Some background of YUAN movement:
- In July 2009, 5 major trading cities, including Shanghai and Guangzhou, have received the nod from the Chinese central government to use the Yuan in overseas trade business, seen as one more step in China’s moves to expand the use of its currency globally.
- In Oct 2009, the first China-ASEAN Summit Forum on Financial Cooperation & Development, China is set to use the ASEAN meet to sell the idea of making the Yuan an international currency. It is using the sense of uncertainty over the US dollar to sell a new dream of enlarged regional trade, financial support from Beijing and reduced dependence on the volatile dollar. China has also offered to contribute nearly one-third of the $120 billion economic stimulus package being worked out by ASEAN with the stated purpose of helping member-nations reduce their dependence on the International Monetary Fund.
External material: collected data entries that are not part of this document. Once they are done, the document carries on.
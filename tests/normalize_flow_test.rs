//! End-to-end normalization flows against temporary image files.
//!
//! These run through `normalize::run`, which picks whichever backend the
//! host provides; every assertion here holds on both execution paths.

mod common;

use pretty_assertions::assert_eq;
use std::path::Path;
use tempfile::TempDir;
use tilekit::error::NormalizeError;
use tilekit::normalize;

fn read_values(path: &Path) -> Vec<u16> {
    let image = image::open(path).unwrap().to_luma16();
    image.pixels().map(|p| p.0[0]).collect()
}

#[test]
fn test_single_bright_pixel_scenario() {
    let dir = TempDir::new().unwrap();
    let input = dir.path().join("scene.png");
    common::write_rgb(
        &input,
        2,
        2,
        &[[255, 255, 255], [0, 0, 0], [0, 0, 0], [0, 0, 0]],
    );

    let outcome = normalize::run(&input).unwrap();
    assert_eq!((outcome.width, outcome.height), (2, 2));
    assert!(outcome.output.exists());

    let name = outcome.output.file_name().unwrap().to_string_lossy();
    assert_eq!(name, format!("scene-gs-norm-{}.png", outcome.backend));

    let values = read_values(&outcome.output);
    assert_eq!(values.iter().filter(|&&v| v == 65535).count(), 1);
    assert_eq!(values.iter().filter(|&&v| v == 0).count(), 3);
}

#[test]
fn test_output_spans_full_range() {
    let dir = TempDir::new().unwrap();
    let input = dir.path().join("gradient.png");
    let pixels: Vec<[u8; 3]> = (0..16)
        .map(|i| {
            let v = (i * 17) as u8;
            [v, v.wrapping_mul(3), 255 - v]
        })
        .collect();
    common::write_rgb(&input, 4, 4, &pixels);

    let outcome = normalize::run(&input).unwrap();
    let values = read_values(&outcome.output);

    assert_eq!(values.iter().copied().min(), Some(0));
    assert_eq!(values.iter().copied().max(), Some(65535));
}

#[test]
fn test_second_run_fails_and_preserves_first_output() {
    let dir = TempDir::new().unwrap();
    let input = dir.path().join("scan.png");
    common::write_rgb(&input, 2, 1, &[[9, 8, 7], [200, 100, 50]]);

    let outcome = normalize::run(&input).unwrap();
    let first_bytes = std::fs::read(&outcome.output).unwrap();

    let err = normalize::run(&input).unwrap_err();
    match err {
        NormalizeError::OutputExists { path } => assert_eq!(path, outcome.output),
        other => panic!("expected OutputExists, got {other:?}"),
    }

    assert_eq!(std::fs::read(&outcome.output).unwrap(), first_bytes);
}

#[test]
fn test_missing_input_fails() {
    let dir = TempDir::new().unwrap();
    let err = normalize::run(&dir.path().join("absent.png")).unwrap_err();
    assert!(matches!(err, NormalizeError::InputMissing { .. }));
}

#[test]
fn test_constant_input_fails_without_output() {
    let dir = TempDir::new().unwrap();
    let input = dir.path().join("flat.png");
    common::write_rgb(&input, 2, 2, &[[66, 66, 66]; 4]);

    let err = normalize::run(&input).unwrap_err();
    assert!(matches!(
        err,
        NormalizeError::Norm(gray_norm::NormError::ConstantInput { .. })
    ));

    // No output file of either suffix may appear.
    assert!(!dir.path().join("flat-gs-norm-cpu.png").exists());
    assert!(!dir.path().join("flat-gs-norm-gpu.png").exists());
}

#[test]
fn test_non_png_input_gets_png_output() {
    let dir = TempDir::new().unwrap();
    let input = dir.path().join("photo.bmp");
    common::write_rgb(&input, 2, 2, &[[0, 0, 0], [10, 0, 0], [0, 10, 0], [0, 0, 10]]);

    let outcome = normalize::run(&input).unwrap();
    let name = outcome.output.file_name().unwrap().to_string_lossy();
    assert_eq!(name, format!("photo-gs-norm-{}.png", outcome.backend));

    let values = read_values(&outcome.output);
    assert_eq!(values.len(), 4);
    assert_eq!(values.iter().copied().min(), Some(0));
    assert_eq!(values.iter().copied().max(), Some(65535));
}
Japan offered to cough up a similar amount so that its influence in the region is not diminished.
- In Oct 2010, the 2nd China-ASEAN Summit Forum on Financial Cooperation & Development, which was held during the Expo, that the establishment of the CAFTA not only laid a solid foundation for the regional development of financial cooperation, but also signals great potential for future financial cooperation between China and ASEAN countries.
- China, Japan, South Korea and Southeast Asian governments ordered their finance ministry deputies to study using regional currencies for settling export and import orders, they said in a joint statement in May this year.
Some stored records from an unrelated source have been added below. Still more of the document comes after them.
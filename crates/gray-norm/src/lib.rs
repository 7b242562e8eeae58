//! gray-norm: weighted-channel grayscale projection with full-range
//! 16-bit normalization.
//!
//! This library packs the three 8-bit channels of an RGB raster into one
//! scalar per pixel (`R*256 + G + B/256`, ordering primarily by red, then
//! green, then blue), then affine-rescales the scalar field so its minimum
//! maps to 0 and its maximum to 65535. It never touches image files --
//! callers hand it pixel buffers and encode the result themselves.
//!
//! # Quick Start
//!
//! ```
//! use gray_norm::{normalize_with, CpuBackend, RgbRaster};
//!
//! // One white pixel against three black ones.
//! let pixels = [255u8, 255, 255, 0, 0, 0, 0, 0, 0, 0, 0, 0];
//! let raster = RgbRaster::new(&pixels, 2, 2).unwrap();
//!
//! let image = normalize_with(&CpuBackend, &raster).unwrap();
//! assert_eq!(image.values().iter().filter(|&&v| v == 65535).count(), 1);
//! assert_eq!(image.values().iter().filter(|&&v| v == 0).count(), 3);
//! ```
//!
//! # Execution paths
//!
//! The pipeline is defined once against the [`NormBackend`] trait and runs
//! on one of two backends:
//!
//! - [`GpuBackend`]: wgpu compute kernels; the scalar field stays in
//!   device memory between the projection, reduction, and rescale steps.
//! - [`CpuBackend`]: sequential host arithmetic; always available.
//!
//! [`Backend::acquire`] probes for a GPU at startup and falls back to the
//! CPU. The choice determines only where the arithmetic runs: both
//! backends produce identical output up to floating-point rounding (within
//! one unit in the last place after the 16-bit conversion).
//!
//! # Edge cases
//!
//! A perfectly constant input has an empty normalization range (the
//! rescale denominator would be zero) and is rejected with
//! [`NormError::ConstantInput`] rather than normalized to an arbitrary
//! level.

pub mod backend;
pub mod error;
pub mod pipeline;
pub mod raster;


pub use backend::{Backend, CpuBackend, GpuBackend, NormBackend};
pub use error::NormError;
pub use pipeline::{normalize_with, CENTER_OFFSET, CHANNEL_WEIGHTS, OUTPUT_SPAN};
pub use raster::{NormalizedImage, RgbRaster};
Large amount of trad between ASEAN and China: ASEAN exported more than $230 billion of goods to China in 2010, Siregar said.
Weakness of US Dollar compare to YUAN: Within the last 12 months, YUAN shown their strength vs Dollar 1USD = 6.80 Yuan to 1USD = 6.40 Yuan.
If we look back to the last 10 years, YUAN maintain the rate from 2001 up to 2005 (1 USD = 8.25 Yuan) and start beat Dollar from the middle of 2005 nearly 18% until 2008 (1 USD = 6.8 YUAN) and nearly 6% for the last year (1 USD = 6.4 YUAN).
The rise of the use of the YUAN in trade may help ease the impact of a future financial crisis, after a shortage of dollars during the 2007-09 credit collapse hobbled commerce across the globe.